** What to produce **
Could you count the lines below that include the word "TransactionRule" and give only the number?

Data for review section start

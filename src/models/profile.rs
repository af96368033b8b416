use serde::{Deserialize, Serialize};

/// Read-only supplier context produced by the research collaborator and
/// cached per run. Everything here is advisory prompt material; the engine
/// never branches on profile contents.
#[derive(Debug, Clone, Serialize, Deserialize, PartialEq, Eq)]
pub struct SupplierProfile {
    pub supplier_name: String,
    pub description: String,
    pub industry: String,
    pub products_services: String,
    pub website: String,
    /// Where the profile came from: "research", "cache", or "default".
    pub source: String,
}

impl SupplierProfile {
    /// Name-only profile used when research is unavailable or failed.
    pub fn unresearched(supplier_name: &str) -> Self {
        Self {
            supplier_name: supplier_name.to_string(),
            description: String::new(),
            industry: "Unknown".to_string(),
            products_services: String::new(),
            website: String::new(),
            source: "default".to_string(),
        }
    }

    /// True when the profile carries more than the bare supplier name.
    pub fn is_researched(&self) -> bool {
        self.source != "default"
    }
}
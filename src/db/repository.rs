//! Repository functions for the classification cache and rule tables.
//!
//! Free functions over `&Connection`; callers own locking. Supplier names
//! are normalized (trim + lowercase) before they touch a key column so that
//! "AWS " and "aws" share cache and rule rows.

use std::collections::HashMap;

use chrono::{DateTime, Duration, Utc};
use rusqlite::{params, Connection, OptionalExtension};

use crate::db::DatabaseError;
use crate::models::{Classification, Confidence, Rule, RuleScope, SupplierProfile};

pub fn normalize_supplier(name: &str) -> String {
    name.trim().to_lowercase()
}

fn confidence_as_str(c: Confidence) -> &'static str {
    match c {
        Confidence::High => "high",
        Confidence::Medium => "medium",
        Confidence::Low => "low",
    }
}

fn confidence_from_str(value: &str) -> Result<Confidence, DatabaseError> {
    match value {
        "high" => Ok(Confidence::High),
        "medium" => Ok(Confidence::Medium),
        "low" => Ok(Confidence::Low),
        other => Err(DatabaseError::InvalidEnum {
            field: "confidence".to_string(),
            value: other.to_string(),
        }),
    }
}

fn scope_from(dataset_name: Option<String>) -> RuleScope {
    match dataset_name {
        Some(name) => RuleScope::Dataset(name),
        None => RuleScope::Global,
    }
}

// ── Classification cache ────────────────────────────────────────────────────

/// A cache hit as stored, with its bookkeeping columns.
#[derive(Debug, Clone)]
pub struct CachedClassification {
    pub transaction_hash: String,
    pub classification: Classification,
    pub usage_count: i64,
    pub updated_at: DateTime<Utc>,
}

/// A fresh result to persist for future runs.
#[derive(Debug)]
pub struct NewCacheEntry<'a> {
    pub supplier_name: &'a str,
    pub transaction_hash: String,
    pub classification: &'a Classification,
    pub supplier_profile: Option<&'a SupplierProfile>,
    /// JSON snapshot of the fields that fed the content hash.
    pub transaction_snapshot: Option<String>,
    pub run_id: &'a str,
    pub dataset_name: Option<&'a str>,
}

/// Batch exact-match lookup. Hits increment `usage_count`; misses are
/// simply absent from the returned map.
pub fn get_cached_classifications(
    conn: &Connection,
    supplier_name: &str,
    hashes: &[String],
) -> Result<HashMap<String, CachedClassification>, DatabaseError> {
    let supplier = normalize_supplier(supplier_name);
    let mut stmt = conn.prepare(
        "SELECT transaction_hash, l1, l2, l3, l4, l5, reasoning, confidence,
                override_rule_applied, usage_count, updated_at
         FROM supplier_classifications
         WHERE supplier_name = ?1 AND transaction_hash = ?2",
    )?;

    let mut hits = HashMap::new();
    for hash in hashes {
        let row = stmt
            .query_row(params![supplier, hash], |row| {
                Ok((
                    row.get::<_, String>(0)?,
                    row.get::<_, String>(1)?,
                    row.get::<_, String>(2)?,
                    row.get::<_, String>(3)?,
                    row.get::<_, String>(4)?,
                    row.get::<_, String>(5)?,
                    row.get::<_, String>(6)?,
                    row.get::<_, String>(7)?,
                    row.get::<_, String>(8)?,
                    row.get::<_, i64>(9)?,
                    row.get::<_, DateTime<Utc>>(10)?,
                ))
            })
            .optional()?;

        let Some((hash, l1, l2, l3, l4, l5, reasoning, confidence, rule_tag, count, updated)) = row
        else {
            continue;
        };

        let classification = Classification {
            l1,
            l2,
            l3,
            l4,
            l5,
            override_rule_applied: rule_tag,
            reasoning,
            confidence: confidence_from_str(&confidence)?,
        };
        hits.insert(
            hash.clone(),
            CachedClassification {
                transaction_hash: hash,
                classification,
                usage_count: count + 1,
                updated_at: updated,
            },
        );
    }

    if !hits.is_empty() {
        let mut bump = conn.prepare(
            "UPDATE supplier_classifications
             SET usage_count = usage_count + 1, updated_at = ?3
             WHERE supplier_name = ?1 AND transaction_hash = ?2",
        )?;
        let now = Utc::now();
        for hash in hits.keys() {
            bump.execute(params![supplier, hash, now])?;
        }
    }

    Ok(hits)
}

/// Persist fresh results. Re-storing an existing key replaces the payload
/// and keeps the accumulated `usage_count`.
pub fn store_classifications(
    conn: &Connection,
    entries: &[NewCacheEntry<'_>],
) -> Result<(), DatabaseError> {
    let tx = conn.unchecked_transaction()?;
    {
        let mut stmt = tx.prepare(
            "INSERT INTO supplier_classifications
                 (supplier_name, transaction_hash, l1, l2, l3, l4, l5, reasoning,
                  confidence, override_rule_applied, supplier_profile_snapshot,
                  transaction_snapshot, run_id, dataset_name, created_at, updated_at)
             VALUES (?1, ?2, ?3, ?4, ?5, ?6, ?7, ?8, ?9, ?10, ?11, ?12, ?13, ?14, ?15, ?15)
             ON CONFLICT (supplier_name, transaction_hash) DO UPDATE SET
                 l1 = excluded.l1, l2 = excluded.l2, l3 = excluded.l3,
                 l4 = excluded.l4, l5 = excluded.l5,
                 reasoning = excluded.reasoning,
                 confidence = excluded.confidence,
                 override_rule_applied = excluded.override_rule_applied,
                 supplier_profile_snapshot = excluded.supplier_profile_snapshot,
                 transaction_snapshot = excluded.transaction_snapshot,
                 run_id = excluded.run_id,
                 dataset_name = excluded.dataset_name,
                 updated_at = excluded.updated_at",
        )?;
        let now = Utc::now();
        for entry in entries {
            let profile_json = entry
                .supplier_profile
                .map(serde_json::to_string)
                .transpose()
                .map_err(|e| DatabaseError::MalformedPayload(e.to_string()))?;
            let c = entry.classification;
            stmt.execute(params![
                normalize_supplier(entry.supplier_name),
                entry.transaction_hash,
                c.l1,
                c.l2,
                c.l3,
                c.l4,
                c.l5,
                c.reasoning,
                confidence_as_str(c.confidence),
                c.override_rule_applied,
                profile_json,
                entry.transaction_snapshot,
                entry.run_id,
                entry.dataset_name,
                now,
            ])?;
        }
    }
    tx.commit()?;
    Ok(())
}

/// Most recent persisted supplier profile snapshot, if fresh enough.
pub fn get_supplier_profile_snapshot(
    conn: &Connection,
    supplier_name: &str,
    max_age_days: Option<u32>,
) -> Result<Option<SupplierProfile>, DatabaseError> {
    let row = conn
        .query_row(
            "SELECT supplier_profile_snapshot, updated_at
             FROM supplier_classifications
             WHERE supplier_name = ?1 AND supplier_profile_snapshot IS NOT NULL
             ORDER BY updated_at DESC, id DESC LIMIT 1",
            params![normalize_supplier(supplier_name)],
            |row| {
                Ok((
                    row.get::<_, String>(0)?,
                    row.get::<_, DateTime<Utc>>(1)?,
                ))
            },
        )
        .optional()?;

    let Some((json, updated_at)) = row else {
        return Ok(None);
    };
    if let Some(days) = max_age_days {
        if Utc::now() - updated_at > Duration::days(i64::from(days)) {
            return Ok(None);
        }
    }
    let mut profile: SupplierProfile = serde_json::from_str(&json)
        .map_err(|e| DatabaseError::MalformedPayload(e.to_string()))?;
    profile.source = "cache".to_string();
    Ok(Some(profile))
}

// ── Rules ───────────────────────────────────────────────────────────────────

/// Highest-priority active direct mapping for the supplier in the given
/// scope. Ties break toward the newest rule.
pub fn get_direct_mapping(
    conn: &Connection,
    supplier_name: &str,
    dataset_name: Option<&str>,
) -> Result<Option<Rule>, DatabaseError> {
    conn.query_row(
        "SELECT id, supplier_name, path, dataset_name, priority, created_at
         FROM supplier_direct_mappings
         WHERE supplier_name = ?1 AND active = 1 AND dataset_name IS ?2
         ORDER BY priority DESC, id DESC LIMIT 1",
        params![normalize_supplier(supplier_name), dataset_name],
        |row| {
            Ok(Rule::DirectMapping {
                id: row.get(0)?,
                supplier_name: row.get(1)?,
                path: row.get(2)?,
                scope: scope_from(row.get(3)?),
                priority: row.get(4)?,
                created_at: row.get(5)?,
            })
        },
    )
    .optional()
    .map_err(DatabaseError::from)
}

pub fn get_taxonomy_constraint(
    conn: &Connection,
    supplier_name: &str,
    dataset_name: Option<&str>,
) -> Result<Option<Rule>, DatabaseError> {
    let row = conn
        .query_row(
            "SELECT id, supplier_name, allowed_paths, dataset_name, priority, created_at
             FROM supplier_taxonomy_constraints
             WHERE supplier_name = ?1 AND active = 1 AND dataset_name IS ?2
             ORDER BY priority DESC, id DESC LIMIT 1",
            params![normalize_supplier(supplier_name), dataset_name],
            |row| {
                Ok((
                    row.get::<_, i64>(0)?,
                    row.get::<_, String>(1)?,
                    row.get::<_, String>(2)?,
                    row.get::<_, Option<String>>(3)?,
                    row.get::<_, i64>(4)?,
                    row.get::<_, DateTime<Utc>>(5)?,
                ))
            },
        )
        .optional()?;

    let Some((id, supplier_name, paths_json, dataset, priority, created_at)) = row else {
        return Ok(None);
    };
    let allowed_paths: Vec<String> = serde_json::from_str(&paths_json)
        .map_err(|e| DatabaseError::MalformedPayload(e.to_string()))?;
    Ok(Some(Rule::TaxonomyConstraint {
        id,
        supplier_name,
        allowed_paths,
        scope: scope_from(dataset),
        priority,
        created_at,
    }))
}

/// All active transaction rules for the supplier in the given scope,
/// strongest first. Condition matching happens at the call site.
pub fn get_transaction_rules(
    conn: &Connection,
    supplier_name: &str,
    dataset_name: Option<&str>,
) -> Result<Vec<Rule>, DatabaseError> {
    let mut stmt = conn.prepare(
        "SELECT id, name, supplier_name, field, value, path, dataset_name, priority, created_at
         FROM transaction_rules
         WHERE supplier_name = ?1 AND active = 1 AND dataset_name IS ?2
         ORDER BY priority DESC, id DESC",
    )?;
    let rows = stmt.query_map(
        params![normalize_supplier(supplier_name), dataset_name],
        |row| {
            Ok(Rule::TransactionRule {
                id: row.get(0)?,
                name: row.get(1)?,
                supplier_name: row.get(2)?,
                field: row.get(3)?,
                value: row.get(4)?,
                path: row.get(5)?,
                scope: scope_from(row.get(6)?),
                priority: row.get(7)?,
                created_at: row.get(8)?,
            })
        },
    )?;
    rows.map(|r| r.map_err(DatabaseError::from)).collect()
}

/// Insert a direct mapping, deactivating the previously active mapping for
/// the same supplier and scope in the same transaction.
pub fn insert_direct_mapping(
    conn: &Connection,
    supplier_name: &str,
    path: &str,
    dataset_name: Option<&str>,
    priority: i64,
) -> Result<i64, DatabaseError> {
    let supplier = normalize_supplier(supplier_name);
    let tx = conn.unchecked_transaction()?;
    tx.execute(
        "UPDATE supplier_direct_mappings SET active = 0
         WHERE supplier_name = ?1 AND dataset_name IS ?2 AND active = 1",
        params![supplier, dataset_name],
    )?;
    tx.execute(
        "INSERT INTO supplier_direct_mappings
             (supplier_name, path, dataset_name, priority, created_at)
         VALUES (?1, ?2, ?3, ?4, ?5)",
        params![supplier, path, dataset_name, priority, Utc::now()],
    )?;
    let id = tx.last_insert_rowid();
    tx.commit()?;
    Ok(id)
}

pub fn insert_taxonomy_constraint(
    conn: &Connection,
    supplier_name: &str,
    allowed_paths: &[String],
    dataset_name: Option<&str>,
    priority: i64,
) -> Result<i64, DatabaseError> {
    let supplier = normalize_supplier(supplier_name);
    let paths_json = serde_json::to_string(allowed_paths)
        .map_err(|e| DatabaseError::MalformedPayload(e.to_string()))?;
    let tx = conn.unchecked_transaction()?;
    tx.execute(
        "UPDATE supplier_taxonomy_constraints SET active = 0
         WHERE supplier_name = ?1 AND dataset_name IS ?2 AND active = 1",
        params![supplier, dataset_name],
    )?;
    tx.execute(
        "INSERT INTO supplier_taxonomy_constraints
             (supplier_name, allowed_paths, dataset_name, priority, created_at)
         VALUES (?1, ?2, ?3, ?4, ?5)",
        params![supplier, paths_json, dataset_name, priority, Utc::now()],
    )?;
    let id = tx.last_insert_rowid();
    tx.commit()?;
    Ok(id)
}

/// Insert a transaction rule. Supersession applies per condition field, so
/// rules on different fields coexist.
pub fn insert_transaction_rule(
    conn: &Connection,
    name: &str,
    supplier_name: &str,
    field: &str,
    value: &str,
    path: &str,
    dataset_name: Option<&str>,
    priority: i64,
) -> Result<i64, DatabaseError> {
    let supplier = normalize_supplier(supplier_name);
    let tx = conn.unchecked_transaction()?;
    tx.execute(
        "UPDATE transaction_rules SET active = 0
         WHERE supplier_name = ?1 AND dataset_name IS ?2 AND field = ?3 AND active = 1",
        params![supplier, dataset_name, field],
    )?;
    tx.execute(
        "INSERT INTO transaction_rules
             (name, supplier_name, field, value, path, dataset_name, priority, created_at)
         VALUES (?1, ?2, ?3, ?4, ?5, ?6, ?7, ?8)",
        params![
            name,
            supplier,
            field,
            value,
            path,
            dataset_name,
            priority,
            Utc::now()
        ],
    )?;
    let id = tx.last_insert_rowid();
    tx.commit()?;
    Ok(id)
}
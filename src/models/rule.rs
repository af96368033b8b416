use chrono::{DateTime, Utc};
use serde::{Deserialize, Serialize};

/// Where a rule applies.
#[derive(Debug, Clone, Serialize, Deserialize, PartialEq, Eq, Hash)]
pub enum RuleScope {
    /// Applies only when classifying the named dataset.
    Dataset(String),
    /// Applies to every dataset.
    Global,
}

impl RuleScope {
    /// Dataset name as stored in SQLite; `NULL` column means global.
    pub fn dataset_name(&self) -> Option<&str> {
        match self {
            RuleScope::Dataset(name) => Some(name),
            RuleScope::Global => None,
        }
    }
}

/// A human-curated supplier override.
///
/// Variants are closed on purpose: the lookup precedence in
/// `engine::rules` is an exhaustive `match`, so adding a variant forces
/// every resolution site to say where it ranks.
#[derive(Debug, Clone, Serialize, Deserialize, PartialEq)]
pub enum Rule {
    /// Pin every row of the supplier's invoices to one taxonomy path.
    /// Short-circuits the whole pipeline: no cache lookup, no LLM call.
    DirectMapping {
        id: i64,
        supplier_name: String,
        path: String,
        scope: RuleScope,
        priority: i64,
        created_at: DateTime<Utc>,
    },
    /// Restrict the candidate taxonomy to a curated path list; the LLM
    /// still chooses among them.
    TaxonomyConstraint {
        id: i64,
        supplier_name: String,
        allowed_paths: Vec<String>,
        scope: RuleScope,
        priority: i64,
        created_at: DateTime<Utc>,
    },
    /// Row-level override: when `field == value` on a row, that row gets
    /// `path` regardless of the rest of the invoice.
    TransactionRule {
        id: i64,
        name: String,
        supplier_name: String,
        field: String,
        value: String,
        path: String,
        scope: RuleScope,
        priority: i64,
        created_at: DateTime<Utc>,
    },
}

impl Rule {
    pub fn id(&self) -> i64 {
        match self {
            Rule::DirectMapping { id, .. }
            | Rule::TaxonomyConstraint { id, .. }
            | Rule::TransactionRule { id, .. } => *id,
        }
    }

    pub fn supplier_name(&self) -> &str {
        match self {
            Rule::DirectMapping { supplier_name, .. }
            | Rule::TaxonomyConstraint { supplier_name, .. }
            | Rule::TransactionRule { supplier_name, .. } => supplier_name,
        }
    }

    /// Provenance tag written to `override_rule_applied` on output rows.
    pub fn id_tag(&self) -> String {
        match self {
            Rule::DirectMapping { id, .. } => format!("direct_mapping_{id}"),
            Rule::TaxonomyConstraint { id, .. } => format!("taxonomy_constraint_{id}"),
            Rule::TransactionRule { id, .. } => format!("transaction_rule_{id}"),
        }
    }
}

#[cfg(test)]
mod tests {
    use super::*;

    #[test]
    fn id_tag_encodes_variant_and_id() {
        let rule = Rule::DirectMapping {
            id: 42,
            supplier_name: "AWS".into(),
            path: "it|cloud|iaas".into(),
            scope: RuleScope::Global,
            priority: 0,
            created_at: Utc::now(),
        };
        assert_eq!(rule.id_tag(), "direct_mapping_42");
    }

    #[test]
    fn scope_maps_to_nullable_dataset_column() {
        assert_eq!(RuleScope::Global.dataset_name(), None);
        assert_eq!(
            RuleScope::Dataset("q3_spend".into()).dataset_name(),
            Some("q3_spend")
        );
    }
}
//! Engine tunables.
//!
//! Everything the pipeline treats as a knob lives here: grouping columns,
//! batch sizing, retry policy, worker count, and the retrieval weights.
//! Defaults match observed production values; callers override per run.

use serde::{Deserialize, Serialize};

/// Reserved terminal category for rows the engine could not classify.
pub const UNKNOWN_CATEGORY: &str = "Unknown";

/// Sentinel for a missing grouping-key component. Distinct from the empty
/// string so that "field absent" and "field blank" never collide.
pub const NULL_SENTINEL: &str = "<NULL>";

#[derive(Debug, Clone, Serialize, Deserialize)]
pub struct EngineConfig {
    /// Columns whose normalized values form the invoice key, in order.
    pub grouping_columns: Vec<String>,
    /// Hard cap on uncached rows sent to the LLM in one call.
    pub max_rows_per_batch: usize,
    /// Deduplicated line descriptions kept in an invoice-level prompt.
    pub max_line_descriptions: usize,
    /// Deduplicated GL descriptions kept in an invoice-level prompt.
    pub max_gl_descriptions: usize,
    /// Freshness window for persisted supplier profile snapshots.
    /// `None` accepts any age.
    pub supplier_cache_max_age_days: Option<u32>,
    /// LLM call retries before a batch is routed to fallback.
    pub max_retries: u32,
    /// First retry delay; doubles on each subsequent attempt.
    pub initial_backoff_ms: u64,
    /// Invoice-level worker threads.
    pub max_workers: usize,
    pub retrieval: RetrievalConfig,
}

impl Default for EngineConfig {
    fn default() -> Self {
        Self {
            grouping_columns: vec![
                "invoice_date".to_string(),
                "company".to_string(),
                "supplier_name".to_string(),
                "creation_date".to_string(),
            ],
            max_rows_per_batch: 50,
            max_line_descriptions: 5,
            max_gl_descriptions: 3,
            supplier_cache_max_age_days: None,
            max_retries: 3,
            initial_backoff_ms: 1000,
            max_workers: 4,
            retrieval: RetrievalConfig::default(),
        }
    }
}

/// Weights and budgets for the hybrid taxonomy search.
#[derive(Debug, Clone, Serialize, Deserialize)]
pub struct RetrievalConfig {
    /// Weight of the token-overlap score in the combined score.
    pub keyword_weight: f32,
    /// Weight of the embedding cosine score in the combined score.
    pub semantic_weight: f32,
    /// Combined-score floor; weaker candidates are dropped.
    pub min_score: f32,
    /// Keyword score above which a path is kept even when the semantic
    /// search missed it entirely.
    pub keyword_rescue_threshold: f32,
    /// Candidates pulled from the embedding index per query variation.
    pub top_k: usize,
    /// L1 groups surfaced to the prompt.
    pub max_l1_categories: usize,
    /// Paths kept per L1 group.
    pub max_paths_per_l1: usize,
    /// Overall path budget across all groups.
    pub max_total_paths: usize,
}

impl Default for RetrievalConfig {
    fn default() -> Self {
        Self {
            keyword_weight: 0.4,
            semantic_weight: 0.6,
            min_score: 0.05,
            keyword_rescue_threshold: 0.3,
            top_k: 60,
            max_l1_categories: 6,
            max_paths_per_l1: 10,
            max_total_paths: 60,
        }
    }
}
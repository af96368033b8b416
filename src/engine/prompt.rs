//! Prompt builders for single-row and invoice-batch classification.

use crate::config::EngineConfig;
use crate::engine::retrieval::L1Group;
use crate::models::{Invoice, SupplierProfile, Taxonomy, TransactionRow};

const MAX_DESC_CHARS: usize = 200;
const MAX_GL_CHARS: usize = 150;
const MAX_FIELD_CHARS: usize = 100;

fn truncate(text: &str, max_chars: usize) -> String {
    if text.chars().count() <= max_chars {
        return text.to_string();
    }
    let mut out: String = text.chars().take(max_chars).collect();
    out.push_str("...");
    out
}

/// Supplier context as a compact JSON object, empty fields omitted.
pub fn format_supplier_info(profile: &SupplierProfile) -> String {
    let mut map = serde_json::Map::new();
    let mut put = |key: &str, value: &str| {
        if !value.trim().is_empty() {
            map.insert(
                key.to_string(),
                serde_json::Value::String(truncate(value.trim(), MAX_DESC_CHARS)),
            );
        }
    };
    put("name", &profile.supplier_name);
    put("industry", &profile.industry);
    put("description", &profile.description);
    put("products_services", &profile.products_services);
    put("website", &profile.website);
    serde_json::to_string_pretty(&serde_json::Value::Object(map)).unwrap_or_default()
}

/// Per-row field sections for a single-row prompt.
pub fn format_transaction_info(row: &TransactionRow) -> String {
    let mut out = String::new();

    let mut section = |title: &str, fields: &[(&str, &str, usize)]| {
        let lines: Vec<String> = fields
            .iter()
            .filter_map(|(label, field, max)| {
                row.get(field)
                    .map(|v| format!("- {label}: {}", truncate(v, *max)))
            })
            .collect();
        if !lines.is_empty() {
            out.push_str(title);
            out.push_str(":\n");
            out.push_str(&lines.join("\n"));
            out.push_str("\n\n");
        }
    };

    section(
        "TRANSACTION CONTEXT",
        &[
            ("Supplier", "supplier_name", MAX_FIELD_CHARS),
            ("Invoice date", "invoice_date", MAX_FIELD_CHARS),
            ("Company", "company", MAX_FIELD_CHARS),
        ],
    );
    section(
        "DESCRIPTIONS",
        &[
            ("Line description", "line_description", MAX_DESC_CHARS),
            ("GL description", "gl_description", MAX_GL_CHARS),
        ],
    );
    section(
        "REFERENCES",
        &[
            ("GL code", "gl_code", MAX_FIELD_CHARS),
            ("PO number", "po_number", MAX_FIELD_CHARS),
        ],
    );
    section(
        "ADDITIONAL",
        &[
            ("Department", "department", MAX_FIELD_CHARS),
            ("Cost center", "cost_center", MAX_FIELD_CHARS),
            ("Amount", "amount", MAX_FIELD_CHARS),
            ("Currency", "currency", MAX_FIELD_CHARS),
        ],
    );

    let missing: Vec<&str> = ["line_description", "gl_description", "department"]
        .into_iter()
        .filter(|f| row.get(f).is_none())
        .collect();
    if missing.is_empty() {
        out.push_str("DATA COMPLETENESS: all description fields present\n");
    } else {
        out.push_str(&format!(
            "DATA COMPLETENESS: missing {}\n",
            missing.join(", ")
        ));
    }
    out
}

/// Invoice-level context: shared header fields stated once, then numbered
/// line items.
pub fn format_invoice_info(invoice: &Invoice, _cfg: &EngineConfig) -> String {
    let mut out = String::from("INVOICE CONTEXT (shared across all lines):\n");
    for (label, field) in [
        ("Supplier", "supplier_name"),
        ("Invoice date", "invoice_date"),
        ("Company", "company"),
        ("PO number", "po_number"),
        ("Department", "department"),
        ("Cost center", "cost_center"),
    ] {
        if let Some(v) = invoice.first_value(field) {
            out.push_str(&format!("- {label}: {}\n", truncate(v, MAX_FIELD_CHARS)));
        }
    }
    if let Some(total) = invoice_total(invoice) {
        out.push_str(&format!("- Total amount: {total:.2}\n"));
    }
    out.push_str(&format!("- Line count: {}\n\nLINE ITEMS:\n", invoice.len()));

    for (i, row) in invoice.rows.iter().enumerate() {
        let desc = row
            .get("line_description")
            .map(|v| truncate(v, MAX_DESC_CHARS))
            .unwrap_or_else(|| "(no description)".to_string());
        let mut line = format!("{}. {desc}", i + 1);
        if let Some(gl) = row.get("gl_description") {
            line.push_str(&format!(" | GL: {}", truncate(gl, MAX_GL_CHARS)));
        }
        if let Some(amount) = row.get("amount") {
            line.push_str(&format!(" | Amount: {amount}"));
        }
        out.push_str(&line);
        out.push('\n');
    }
    out
}

fn invoice_total(invoice: &Invoice) -> Option<f64> {
    let amounts: Vec<f64> = invoice
        .rows
        .iter()
        .filter_map(|r| r.get("amount"))
        .filter_map(|a| a.replace(',', "").parse::<f64>().ok())
        .collect();
    if amounts.is_empty() {
        None
    } else {
        Some(amounts.iter().sum())
    }
}

/// Candidate categories, grouped by L1 with the deepest paths first so the
/// model sees the most specific options before the generic ones.
pub fn format_taxonomy_sample(groups: &[L1Group], taxonomy: &Taxonomy) -> String {
    let mut out = String::from("CANDIDATE CATEGORIES:\n");
    for group in groups {
        out.push_str(&format!("\n## {}\n", group.l1));
        let mut paths = group.paths.clone();
        paths.sort_by(|a, b| {
            b.path
                .matches('|')
                .count()
                .cmp(&a.path.matches('|').count())
        });
        for result in &paths {
            out.push_str(&format!("- {}", result.path));
            if result.score > 0.0 {
                out.push_str(&format!(" (relevance {:.2})", result.score));
            }
            if let Some(desc) = taxonomy.description(&result.path) {
                out.push_str(&format!(": {}", truncate(desc, MAX_GL_CHARS)));
            }
            out.push('\n');
        }
    }
    out
}

pub fn system_prompt(taxonomy: &Taxonomy) -> String {
    let mut out = String::from(
        "You are a procurement spend-classification assistant. You assign \
         accounts-payable transactions to categories from the client's spend \
         taxonomy.\n",
    );
    if !taxonomy.client_name.is_empty() {
        out.push_str(&format!("Client: {}\n", taxonomy.client_name));
    }
    if !taxonomy.company_context.is_empty() {
        out.push_str(&format!("Client context: {}\n", taxonomy.company_context));
    }
    out
}

const CLASSIFICATION_RULES: &str = "\
CLASSIFICATION RULES:
1. Choose only from the candidate categories above, copying the full \
pipe-delimited path exactly as written.
2. Never answer with a bare top-level category when a deeper path exists \
under it; pick the most specific path the evidence supports.
3. Tax, VAT, GST or duty lines on an invoice dominated by an underlying \
purchase belong to that purchase's category, not to a tax or finance \
category.
4. If the evidence is genuinely insufficient, answer Unknown.";

/// Prompt for exactly one uncached row.
pub fn single_prompt(supplier_info: &str, transaction_info: &str, taxonomy_sample: &str) -> String {
    format!(
        "SUPPLIER:\n{supplier_info}\n\n{transaction_info}\n{taxonomy_sample}\n\
         {CLASSIFICATION_RULES}\n\n\
         Respond with exactly one taxonomy path and nothing else."
    )
}

/// Prompt for 2..=B uncached rows of one invoice.
pub fn batch_prompt(
    supplier_info: &str,
    invoice_info: &str,
    taxonomy_sample: &str,
    row_count: usize,
) -> String {
    format!(
        "SUPPLIER:\n{supplier_info}\n\n{invoice_info}\n{taxonomy_sample}\n\
         {CLASSIFICATION_RULES}\n\n\
         Classify all {row_count} line items. If every line belongs to the \
         same category, respond with that single taxonomy path and nothing \
         else. Otherwise respond with a JSON array of exactly {row_count} \
         taxonomy paths, one per line item, in line-item order."
    )
}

Data for review section end

** Reply **
5